Numpy.Matmul and Numpy.Dot: Accelerating code by using Numpy in-built functions

I am trying to speed up a function within my code.

The initial function I had written was:

def f(self):
    temp = 0
    for i in range(self.N):
        for j in range(self.N):
            a = self.Asolution[:, j]
            b = self.Bsolution[:, i]
            c = self.Matrix[j][i]

            d = c*np.multiply(a, b)
            temp += simps(d, self.time)
    return temp

where self.Asolution = odeint(...) , and same for self.Bsolution.

self.Matrix is a square matrix of size self.N x self.N and simps is Simpson integration. self.Asolution and self.Bsolution have dimensions (t x N).

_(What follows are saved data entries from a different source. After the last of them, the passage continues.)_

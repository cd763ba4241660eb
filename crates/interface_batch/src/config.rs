//! Batch configuration

use chrono::NaiveDate;
use rust_decimal::Decimal;
use serde::Deserialize;
use std::path::PathBuf;

use core_kernel::{BillingPeriod, Percentage, Timezone};
use domain_billing::NumberingConfig;

use crate::error::BatchError;

/// Environment variable prefix, e.g. `BILLING_INVOICE_PREFIX`
pub const ENV_PREFIX: &str = "BILLING";

/// Batch configuration
#[derive(Debug, Clone, PartialEq, Deserialize)]
#[serde(default)]
pub struct BillingConfig {
    /// Month (1-12) the fiscal year starts in
    pub fiscal_year_start_month: u32,
    /// First invoice sequence in each month
    pub invoice_sequence_start: u32,
    /// Leading invoice number segment
    pub invoice_prefix: String,
    /// Share percentage for test types without an override
    pub default_share_percentage: Decimal,
    /// IANA timezone used to date invoices
    pub timezone: String,
    /// Log level: trace, debug, info, warn, error
    pub log_level: String,
    /// Notes printed at the foot of every invoice
    pub statutory_notes: Vec<String>,
    /// Registration export to invoice
    pub input_path: Option<PathBuf>,
    /// Optional (center, test type, percentage) table
    pub overrides_path: Option<PathBuf>,
    /// Directory rendered invoices are written to
    pub output_dir: PathBuf,
    /// Fixed invoice period; derived from the records when unset
    pub period_start: Option<NaiveDate>,
    pub period_end: Option<NaiveDate>,
    /// Fixed issue date; today in `timezone` when unset
    pub issue_date: Option<NaiveDate>,
}

impl Default for BillingConfig {
    fn default() -> Self {
        Self {
            fiscal_year_start_month: 4,
            invoice_sequence_start: 1,
            invoice_prefix: "KRPL".to_string(),
            default_share_percentage: Decimal::from(50),
            timezone: "Asia/Kolkata".to_string(),
            log_level: "info".to_string(),
            statutory_notes: vec![
                "1. This invoice is exempt from GST as per Notification No. 12/2017-Central Tax (Rate) dated 28.06.2017".to_string(),
                "2. TDS @ 2% u/s 194J of Income Tax Act, 1961 is applicable on professional/technical services".to_string(),
            ],
            input_path: None,
            overrides_path: None,
            output_dir: PathBuf::from("invoices"),
            period_start: None,
            period_end: None,
            issue_date: None,
        }
    }
}

impl BillingConfig {
    /// Loads configuration from `BILLING_*` environment variables
    ///
    /// Unset keys keep their defaults. Statutory notes are separated by `|`.
    pub fn from_env() -> Result<Self, BatchError> {
        Self::from_environment(Self::environment())
    }

    /// Loads configuration from an explicit set of variables
    pub fn from_vars<I, K, V>(vars: I) -> Result<Self, BatchError>
    where
        I: IntoIterator<Item = (K, V)>,
        K: Into<String>,
        V: Into<String>,
    {
        let map = vars
            .into_iter()
            .map(|(k, v)| (k.into(), v.into()))
            .collect::<config::Map<String, String>>();
        Self::from_environment(Self::environment().source(Some(map)))
    }

    fn environment() -> config::Environment {
        config::Environment::with_prefix(ENV_PREFIX)
            .try_parsing(true)
            .list_separator("|")
            .with_list_parse_key("statutory_notes")
    }

    fn from_environment(environment: config::Environment) -> Result<Self, BatchError> {
        let config: Self = config::Config::builder()
            .add_source(environment)
            .build()?
            .try_deserialize()?;
        config.validate()?;
        Ok(config)
    }

    /// Checks value ranges
    pub fn validate(&self) -> Result<(), BatchError> {
        self.numbering()
            .validate()
            .map_err(|e| BatchError::InvalidConfig(e.to_string()))?;
        self.default_percentage()?;
        self.timezone()?;
        self.fixed_period()?;
        Ok(())
    }

    /// Numbering settings for the invoice aggregator
    pub fn numbering(&self) -> NumberingConfig {
        NumberingConfig {
            prefix: self.invoice_prefix.clone(),
            fiscal_year_start_month: self.fiscal_year_start_month,
            initial_sequence: self.invoice_sequence_start,
        }
    }

    pub fn default_percentage(&self) -> Result<Percentage, BatchError> {
        Percentage::new(self.default_share_percentage).map_err(|_| {
            BatchError::InvalidConfig(format!(
                "default_share_percentage must be 0-100, got {}",
                self.default_share_percentage
            ))
        })
    }

    pub fn timezone(&self) -> Result<Timezone, BatchError> {
        self.timezone
            .parse()
            .map_err(|e: core_kernel::TemporalError| BatchError::InvalidConfig(e.to_string()))
    }

    /// The configured invoice period, if both ends are set
    pub fn fixed_period(&self) -> Result<Option<BillingPeriod>, BatchError> {
        match (self.period_start, self.period_end) {
            (Some(start), Some(end)) => BillingPeriod::new(start, end)
                .map(Some)
                .map_err(|e| BatchError::InvalidConfig(e.to_string())),
            (None, None) => Ok(None),
            _ => Err(BatchError::InvalidConfig(
                "period_start and period_end must be set together".to_string(),
            )),
        }
    }

    /// Issue date: configured, else today in the configured timezone
    pub fn issue_date(&self) -> Result<NaiveDate, BatchError> {
        match self.issue_date {
            Some(date) => Ok(date),
            None => Ok(self.timezone()?.today()),
        }
    }
}
//! Billing domain errors

use chrono::NaiveDate;
use rust_decimal::Decimal;
use thiserror::Error;

use core_kernel::{CoreError, MoneyError, TemporalError};

/// Errors that can occur in the billing domain
///
/// Every variant is local to one record, one configuration attempt or one
/// center's invoice; callers recover by re-prompting, skipping the record or
/// abandoning that center only.
#[derive(Debug, Error, PartialEq, Eq)]
pub enum BillingError {
    /// A required input field is absent or blank
    #[error("Missing required field: {0}")]
    MissingField(String),

    /// A field is present but malformed or out of range
    #[error("Validation error: {0}")]
    Validation(String),

    /// Center is not among the percentage-share centers
    #[error("Unknown percentage-share center: {0}")]
    UnknownCenter(String),

    /// Sharing percentage outside 0 to 100
    #[error("Invalid sharing percentage {value} for {scope}")]
    InvalidPercentage {
        scope: String,
        value: Decimal,
    },

    /// Resolver used out of order
    #[error("Sharing configuration not ready: {0}")]
    ConfigNotReady(String),

    /// Resolver was configured for a different center
    #[error("Sharing configuration is for center {configured}, not {requested}")]
    CenterMismatch {
        configured: String,
        requested: String,
    },

    /// No lines to invoice for the center
    #[error("No billable records for center: {0}")]
    EmptyCenter(String),

    /// Period end precedes period start
    #[error("Invalid billing period: end {end} precedes start {start}")]
    InvalidPeriod {
        start: NaiveDate,
        end: NaiveDate,
    },

    /// Amount cannot be rendered in words
    #[error("Invalid amount: {0}")]
    InvalidAmount(String),

    /// Invoice sequence counter could not be drawn from
    #[error("Invoice sequence unavailable: {0}")]
    SequenceUnavailable(String),

    /// Calculation error
    #[error("Calculation error: {0}")]
    Calculation(String),

    /// No exporter could render the invoice
    #[error("Export failed: {0}")]
    Export(String),
}

impl BillingError {
    pub fn missing_field(field: impl Into<String>) -> Self {
        BillingError::MissingField(field.into())
    }

    pub fn validation(message: impl Into<String>) -> Self {
        BillingError::Validation(message.into())
    }

    pub fn invalid_percentage(scope: impl Into<String>, value: Decimal) -> Self {
        BillingError::InvalidPercentage {
            scope: scope.into(),
            value,
        }
    }
}

impl From<MoneyError> for BillingError {
    fn from(err: MoneyError) -> Self {
        match err {
            MoneyError::PercentageOutOfRange(value) => {
                BillingError::invalid_percentage("sharing", value)
            }
            MoneyError::InvalidAmount(msg) => BillingError::InvalidAmount(msg),
            MoneyError::Overflow => BillingError::Calculation(err.to_string()),
        }
    }
}

impl From<TemporalError> for BillingError {
    fn from(err: TemporalError) -> Self {
        match err {
            TemporalError::InvalidPeriod { start, end } => BillingError::InvalidPeriod { start, end },
            other => BillingError::Validation(other.to_string()),
        }
    }
}

impl From<CoreError> for BillingError {
    fn from(err: CoreError) -> Self {
        match err {
            CoreError::Money(e) => e.into(),
            CoreError::Temporal(e) => e.into(),
            CoreError::Validation(msg) | CoreError::Configuration(msg) => BillingError::Validation(msg),
        }
    }
}
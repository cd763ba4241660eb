//! Batch Invoicing Front End
//!
//! Reads a registration export, invoices every center in it and writes one
//! rendered file per invoice.
//!
//! # Architecture
//!
//! - **Config**: `BILLING_*` environment variables via the `config` crate
//! - **Intake**: CSV rows into validated records, bad rows skipped
//! - **Runner**: flat-rate and percentage-share invoices per center, with
//!   per-center failure isolation
//!
//! # Example
//!
//! ```rust,ignore
//! use interface_batch::{BatchRunner, BillingConfig, intake};
//!
//! let config = BillingConfig::from_env()?;
//! let report = intake::read_records_from_path(&path)?;
//! let summary = BatchRunner::new(config).run(report.records, overrides, report.rejected)?;
//! ```

pub mod config;
pub mod error;
pub mod intake;
pub mod runner;

pub use config::BillingConfig;
pub use error::BatchError;
pub use intake::{IntakeReport, RejectedRow};
pub use runner::{BatchRunner, BatchSummary, FailedCenter, GeneratedInvoice};
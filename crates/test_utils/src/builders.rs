//! Test Data Builders
//!
//! Provides builder patterns for constructing test data with sensible defaults.
//! These builders allow tests to specify only the relevant fields while using
//! defaults for everything else.

use chrono::NaiveDate;
use core_kernel::Money;
use domain_billing::{PatientTestRecord, RecordRow};
use fake::faker::name::en::Name;
use fake::Fake;
use rust_decimal::Decimal;

use crate::fixtures::{MoneyFixtures, StringFixtures, TemporalFixtures};

/// Builder for constructing patient-test records
#[derive(Debug, Clone)]
pub struct TestRecordBuilder {
    visit_code: String,
    registered_date: NaiveDate,
    patient_name: String,
    age: u32,
    gender: String,
    mobile_number: Option<String>,
    test_name: String,
    test_code: String,
    center_name: String,
    modality: String,
    test_type: String,
    mrp: Money,
    centre_test_rate: Money,
    discriminator: Option<String>,
}

impl Default for TestRecordBuilder {
    fn default() -> Self {
        Self::flat_rate()
    }
}

impl TestRecordBuilder {
    /// Flat-rate record (MRP 1500, rate 1200)
    pub fn flat_rate() -> Self {
        Self {
            visit_code: "V0001".to_string(),
            registered_date: TemporalFixtures::registered_on(),
            patient_name: "Test Patient".to_string(),
            age: 35,
            gender: "F".to_string(),
            mobile_number: None,
            test_name: "CT Brain".to_string(),
            test_code: "CT001".to_string(),
            center_name: StringFixtures::b2b_center().to_string(),
            modality: "Radiology".to_string(),
            test_type: "CT".to_string(),
            mrp: MoneyFixtures::mrp_1500(),
            centre_test_rate: MoneyFixtures::rate_1200(),
            discriminator: Some("B2B".to_string()),
        }
    }

    /// Percentage-share record (MRP 1500)
    pub fn percentage_share() -> Self {
        Self::flat_rate()
            .with_center(StringFixtures::hlm_center())
            .with_discriminator("HLM")
    }

    /// Uses a generated patient name
    pub fn with_random_patient(mut self) -> Self {
        self.patient_name = Name().fake();
        self
    }

    pub fn with_visit_code(mut self, code: impl Into<String>) -> Self {
        self.visit_code = code.into();
        self
    }

    pub fn with_registered_date(mut self, date: NaiveDate) -> Self {
        self.registered_date = date;
        self
    }

    pub fn with_patient_name(mut self, name: impl Into<String>) -> Self {
        self.patient_name = name.into();
        self
    }

    pub fn with_center(mut self, center: impl Into<String>) -> Self {
        self.center_name = center.into();
        self
    }

    /// Sets the test name and test type
    pub fn with_test(mut self, test_name: impl Into<String>, test_type: impl Into<String>) -> Self {
        self.test_name = test_name.into();
        self.test_type = test_type.into();
        self
    }

    pub fn with_mrp(mut self, mrp: Decimal) -> Self {
        self.mrp = Money::new(mrp);
        self
    }

    pub fn with_rate(mut self, rate: Decimal) -> Self {
        self.centre_test_rate = Money::new(rate);
        self
    }

    pub fn with_mobile_number(mut self, number: impl Into<String>) -> Self {
        self.mobile_number = Some(number.into());
        self
    }

    pub fn with_discriminator(mut self, discriminator: impl Into<String>) -> Self {
        self.discriminator = Some(discriminator.into());
        self
    }

    pub fn without_discriminator(mut self) -> Self {
        self.discriminator = None;
        self
    }

    /// Builds the record
    pub fn build(self) -> PatientTestRecord {
        PatientTestRecord {
            visit_code: self.visit_code,
            registered_date: self.registered_date,
            patient_name: self.patient_name,
            age: self.age,
            age_unit: "Years".to_string(),
            gender: self.gender,
            mobile_number: self.mobile_number,
            test_name: self.test_name,
            test_code: self.test_code,
            center_name: self.center_name,
            modality: self.modality,
            test_type: self.test_type,
            mrp: self.mrp,
            centre_test_rate: self.centre_test_rate,
            billing_discriminator: self.discriminator,
        }
    }

    /// Builds the equivalent raw input row, discriminator in `BillingType`
    pub fn build_row(self) -> RecordRow {
        RecordRow {
            visit_code: Some(self.visit_code),
            registered_date: Some(self.registered_date.format("%d/%m/%Y").to_string()),
            patient_name: Some(self.patient_name),
            age: Some(self.age.to_string()),
            age_unit: Some("Years".to_string()),
            gender: Some(self.gender),
            mobile_number: self.mobile_number,
            test_name: Some(self.test_name),
            test_code: Some(self.test_code),
            center_name: Some(self.center_name),
            modality: Some(self.modality),
            mrp: Some(self.mrp.amount().to_string()),
            centre_test_rate: Some(self.centre_test_rate.amount().to_string()),
            test_type: Some(self.test_type),
            billing_type: self.discriminator,
        }
    }
}
// Copyright 2023-Present Datadog, Inc. https://www.datadoghq.com/
// SPDX-License-Identifier: Apache-2.0

//! TCP receiver for export streams.
//!
//! Each accepted connection is one export stream. Frames are newline-delimited JSON
//! [`ExportTraceRequest`]s; nothing is written back. A connection that sends a malformed or
//! oversized frame, or violates attribution, is closed without affecting other connections.

use futures::future;
use futures::StreamExt;
use std::io;
use std::net::SocketAddr;
use std::sync::Arc;
use tokio::net::{TcpListener, TcpStream};
use tokio::task::JoinSet;
use tokio_util::codec::{FramedRead, LinesCodec, LinesCodecError};
use tracing::{debug, error, info, warn};

use crate::errors::InterceptorError;
use crate::interceptor::OcInterceptor;
use crate::node::ExportTraceRequest;

pub struct TraceReceiver {
    interceptor: Arc<OcInterceptor>,
    listener: TcpListener,
}

impl TraceReceiver {
    /// Binds to the host and port from the interceptor's configuration.
    pub async fn bind(interceptor: Arc<OcInterceptor>) -> Result<Self, InterceptorError> {
        let addr = format!("{}:{}", interceptor.config().host, interceptor.config().port);
        let listener = TcpListener::bind(&addr).await?;
        Ok(Self {
            interceptor,
            listener,
        })
    }

    pub fn local_addr(&self) -> io::Result<SocketAddr> {
        self.listener.local_addr()
    }

    /// Accepts connections until the interceptor's cancel token fires, then aborts the
    /// connections still open.
    pub async fn serve(self) -> Result<(), InterceptorError> {
        let cancel_token = self.interceptor.cancel_token();
        let max_frame_bytes = self.interceptor.config().max_frame_bytes;
        let mut joinset = JoinSet::new();

        if let Ok(addr) = self.listener.local_addr() {
            info!("Trace receiver listening on {addr}");
        }

        loop {
            let (conn, peer) = tokio::select! {
                () = cancel_token.cancelled() => break,
                con_res = self.listener.accept() => match con_res {
                    Err(e)
                        if matches!(
                            e.kind(),
                            io::ErrorKind::ConnectionAborted
                                | io::ErrorKind::ConnectionReset
                                | io::ErrorKind::ConnectionRefused
                        ) =>
                    {
                        continue;
                    }
                    Err(e) => {
                        error!("Receiver error: {e}");
                        return Err(e.into());
                    }
                    Ok(accepted) => accepted,
                },
                finished = async {
                    match joinset.join_next().await {
                        Some(finished) => finished,
                        None => future::pending().await,
                    }
                } => match finished {
                    Err(e) if e.is_panic() => {
                        // Don't kill the receiver on panic - log and continue
                        error!("Connection handler panicked: {:?}", e);
                        continue;
                    },
                    Ok(()) | Err(_) => continue,
                },
            };

            let interceptor = Arc::clone(&self.interceptor);
            joinset.spawn(async move {
                handle_connection(&interceptor, conn, peer, max_frame_bytes).await;
            });
        }

        debug!("Trace receiver stopping, closing {} connections", joinset.len());
        joinset.shutdown().await;
        Ok(())
    }
}

async fn handle_connection(
    interceptor: &OcInterceptor,
    conn: TcpStream,
    peer: SocketAddr,
    max_frame_bytes: usize,
) {
    debug!("Accepted export stream from {peer}");
    let requests = FramedRead::new(conn, LinesCodec::new_with_max_length(max_frame_bytes))
        .filter_map(|frame| future::ready(decode_frame(frame)));

    match interceptor.export(requests).await {
        Ok(accepted) => debug!("Export stream from {peer} ended after {accepted} spans"),
        Err(e) => warn!("Closed export stream from {peer}: {e}"),
    }
}

/// Blank lines are keep-alives and are skipped.
fn decode_frame(
    frame: Result<String, LinesCodecError>,
) -> Option<Result<ExportTraceRequest, InterceptorError>> {
    match frame {
        Ok(line) if line.trim().is_empty() => None,
        Ok(line) => Some(serde_json::from_str(&line).map_err(InterceptorError::Decode)),
        Err(e) => Some(Err(e.into())),
    }
}
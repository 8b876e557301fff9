// Copyright 2023-Present Datadog, Inc. https://www.datadoghq.com/
// SPDX-License-Identifier: Apache-2.0

use async_trait::async_trait;
use std::sync::Arc;
use tracing::{debug, trace};

use crate::errors::SinkError;
use crate::node::{NodeIdentity, Span};

/// What the sink reports back for one delivered batch.
#[derive(Debug, Clone, Copy, Default, PartialEq, Eq)]
pub struct Acknowledgement {
    pub saved_spans: u64,
}

/// Downstream consumer of flushed batches.
///
/// Each call carries every span pending for one node, in arrival order. Implementations own
/// their own retry and backpressure policy; a returned error means the spans are gone.
#[async_trait]
pub trait SpanSink {
    async fn receive_spans(
        &self,
        node: Arc<NodeIdentity>,
        spans: Vec<Span>,
    ) -> Result<Acknowledgement, SinkError>;
}

/// Sink that only reports deliveries through `tracing`. Used by the standalone collector when
/// no exporter is wired in.
#[derive(Debug, Clone, Default)]
pub struct LoggingSink;

#[async_trait]
impl SpanSink for LoggingSink {
    async fn receive_spans(
        &self,
        node: Arc<NodeIdentity>,
        spans: Vec<Span>,
    ) -> Result<Acknowledgement, SinkError> {
        debug!("Received {} spans from node {}", spans.len(), node);
        for span in &spans {
            trace!(
                "  - {}: trace_id={:02x?}",
                span.name.as_deref().unwrap_or("<unnamed>"),
                span.trace_id
            );
        }
        Ok(Acknowledgement {
            saved_spans: spans.len() as u64,
        })
    }
}
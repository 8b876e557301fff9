// Copyright 2023-Present Datadog, Inc. https://www.datadoghq.com/
// SPDX-License-Identifier: Apache-2.0

//! Mock sinks for integration tests

use oc_interceptor::errors::SinkError;
use oc_interceptor::node::{NodeIdentity, Span};
use oc_interceptor::sink::{Acknowledgement, SpanSink};
use std::collections::HashMap;
use std::sync::{Arc, Mutex};

/// Sink that appends every delivery to a per-node list, keyed by the node's canonical bytes.
#[derive(Default)]
pub struct SpanAppender {
    spans_per_node: Mutex<HashMap<Vec<u8>, Vec<Span>>>,
    instances: Mutex<Vec<Arc<NodeIdentity>>>,
}

impl SpanAppender {
    pub fn new() -> Arc<Self> {
        Arc::new(Self::default())
    }

    pub fn spans_per_node(&self) -> HashMap<Vec<u8>, Vec<Span>> {
        self.spans_per_node.lock().unwrap().clone()
    }

    pub fn span_count(&self) -> usize {
        self.spans_per_node
            .lock()
            .unwrap()
            .values()
            .map(Vec::len)
            .sum()
    }

    /// Node instances in delivery order.
    #[allow(dead_code)]
    pub fn instances(&self) -> Vec<Arc<NodeIdentity>> {
        self.instances.lock().unwrap().clone()
    }
}

#[async_trait::async_trait]
impl SpanSink for SpanAppender {
    async fn receive_spans(
        &self,
        node: Arc<NodeIdentity>,
        spans: Vec<Span>,
    ) -> Result<Acknowledgement, SinkError> {
        let key = node.canonical_key().unwrap().as_bytes().to_vec();
        let saved_spans = spans.len() as u64;
        self.spans_per_node
            .lock()
            .unwrap()
            .entry(key)
            .or_default()
            .extend(spans);
        self.instances.lock().unwrap().push(node);
        Ok(Acknowledgement { saved_spans })
    }
}

/// Sink that refuses everything.
#[allow(dead_code)]
pub struct UnavailableSink;

#[async_trait::async_trait]
impl SpanSink for UnavailableSink {
    async fn receive_spans(
        &self,
        _node: Arc<NodeIdentity>,
        _spans: Vec<Span>,
    ) -> Result<Acknowledgement, SinkError> {
        Err(SinkError::Unavailable("intake is down".to_string()))
    }
}
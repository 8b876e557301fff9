// Copyright 2023-Present Datadog, Inc. https://www.datadoghq.com/
// SPDX-License-Identifier: Apache-2.0

use std::env;
use std::time::Duration;

use crate::errors::InterceptorError;

const DEFAULT_SPAN_BUFFER_PERIOD: Duration = Duration::from_millis(100);
const DEFAULT_RECEIVER_HOST: &str = "127.0.0.1";
const DEFAULT_RECEIVER_PORT: u16 = 55678;
const DEFAULT_MAX_FRAME_BYTES: usize = 4 * 1024 * 1024;

/// Configuration for the interceptor and its receiver.
#[derive(Debug, Clone, PartialEq, Eq)]
pub struct InterceptorConfig {
    /// Minimum time a node's batch accumulates before the scheduler flushes it
    pub span_buffer_period: Duration,
    /// Flush a node immediately once this many spans are pending for it
    pub span_buffer_count: Option<usize>,
    /// Forget nodes whose batch stayed empty and untouched for this long
    pub node_idle_timeout: Option<Duration>,
    /// Host the receiver binds to
    pub host: String,
    /// Port the receiver binds to, 0 picks an ephemeral port
    pub port: u16,
    /// Longest accepted export frame, in bytes
    pub max_frame_bytes: usize,
    /// Log level (e.g., trace, debug, info, warn, error)
    pub log_level: String,
}

impl Default for InterceptorConfig {
    fn default() -> Self {
        Self {
            span_buffer_period: DEFAULT_SPAN_BUFFER_PERIOD,
            span_buffer_count: None,
            node_idle_timeout: None,
            host: DEFAULT_RECEIVER_HOST.to_string(),
            port: DEFAULT_RECEIVER_PORT,
            max_frame_bytes: DEFAULT_MAX_FRAME_BYTES,
            log_level: "info".to_string(),
        }
    }
}

impl InterceptorConfig {
    #[must_use]
    pub fn with_span_buffer_period(mut self, period: Duration) -> Self {
        self.span_buffer_period = period;
        self
    }

    #[must_use]
    pub fn with_span_buffer_count(mut self, count: usize) -> Self {
        self.span_buffer_count = Some(count);
        self
    }

    #[must_use]
    pub fn with_node_idle_timeout(mut self, timeout: Duration) -> Self {
        self.node_idle_timeout = Some(timeout);
        self
    }

    #[must_use]
    pub fn with_address(mut self, host: &str, port: u16) -> Self {
        self.host = host.to_string();
        self.port = port;
        self
    }

    /// Create configuration from environment variables
    pub fn from_env() -> Result<Self, InterceptorError> {
        let defaults = Self::default();

        let span_buffer_period = env::var("OC_SPAN_BUFFER_PERIOD_MS")
            .ok()
            .and_then(|val| val.parse::<u64>().ok())
            .map_or(defaults.span_buffer_period, Duration::from_millis);
        // 0 disables the count threshold and idle eviction
        let span_buffer_count = env::var("OC_SPAN_BUFFER_COUNT")
            .ok()
            .and_then(|val| val.parse::<usize>().ok())
            .filter(|count| *count > 0);
        let node_idle_timeout = env::var("OC_NODE_IDLE_TIMEOUT_SECS")
            .ok()
            .and_then(|val| val.parse::<u64>().ok())
            .filter(|secs| *secs > 0)
            .map(Duration::from_secs);
        let host = env::var("OC_RECEIVER_HOST").unwrap_or(defaults.host);
        let port = env::var("OC_RECEIVER_PORT")
            .ok()
            .and_then(|port| port.parse::<u16>().ok())
            .unwrap_or(defaults.port);
        let max_frame_bytes = env::var("OC_MAX_FRAME_BYTES")
            .ok()
            .and_then(|val| val.parse::<usize>().ok())
            .unwrap_or(defaults.max_frame_bytes);
        let log_level = env::var("OC_LOG_LEVEL")
            .map(|val| val.to_lowercase())
            .unwrap_or(defaults.log_level);

        let config = Self {
            span_buffer_period,
            span_buffer_count,
            node_idle_timeout,
            host,
            port,
            max_frame_bytes,
            log_level,
        };

        config.validate()?;
        Ok(config)
    }

    /// Validate the configuration
    pub fn validate(&self) -> Result<(), InterceptorError> {
        if self.span_buffer_period.is_zero() {
            return Err(InterceptorError::InvalidConfig(
                "span buffer period must be greater than 0".to_string(),
            ));
        }

        if self.span_buffer_count == Some(0) {
            return Err(InterceptorError::InvalidConfig(
                "span buffer count must be greater than 0 when set".to_string(),
            ));
        }

        if self.host.trim().is_empty() {
            return Err(InterceptorError::InvalidConfig(
                "receiver host cannot be empty".to_string(),
            ));
        }

        if self.max_frame_bytes == 0 {
            return Err(InterceptorError::InvalidConfig(
                "max frame bytes must be greater than 0".to_string(),
            ));
        }

        let valid_log_levels = ["trace", "debug", "info", "warn", "error"];
        if !valid_log_levels.contains(&self.log_level.as_str()) {
            return Err(InterceptorError::InvalidConfig(format!(
                "Invalid log level '{}'. Must be one of: trace, debug, info, warn, error",
                self.log_level
            )));
        }

        Ok(())
    }
}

However, I need to call this function many times, and it takes too long as self.N is quite large. Thefore, I decided to give a go to numpy in-built functions as I am mostly dealing with matrix multiplication. I tend to use for loops for everything, which is not the smartest option... Thus, I am a bit unfamiliar with in-built numpy functions. I modified the function to:

def f(self):
   d = np.dot(np.dot(self.Asolution, self.Matrix), self.Bsolution.transpose())
   d = np.array(d)
   temp = simps(d, self.time)
   temp = sum(temp)
 
   return temp

This is significantly faster, but I am not getting the same result as above.

I think I have misunderstood the use of np.dot or I am missing the way I am multiplying the matrices. My main goal is to remove the double for loop from the first code, because it takes forever. What am I missing here? Thanks in advance for any hints!

EDIT:

self.Asolution and self.Bsolution have sizes (t x N) - each column is a different position and the rows indicate how the position evolves in time.

self.Matrix has size (N x N).

Solution

After many trial and error, I managed to find a way to get the same result faster than with the double for loop. I post it just for completeness and to close the question.

n = len(self.time)
d = [np.matmul(np.matmul(self.Asolution[:][i], self.Matrix),
     self.Bsolution[:][i].transpose) for i in range(n)]
temp = np.simps(d, self.time)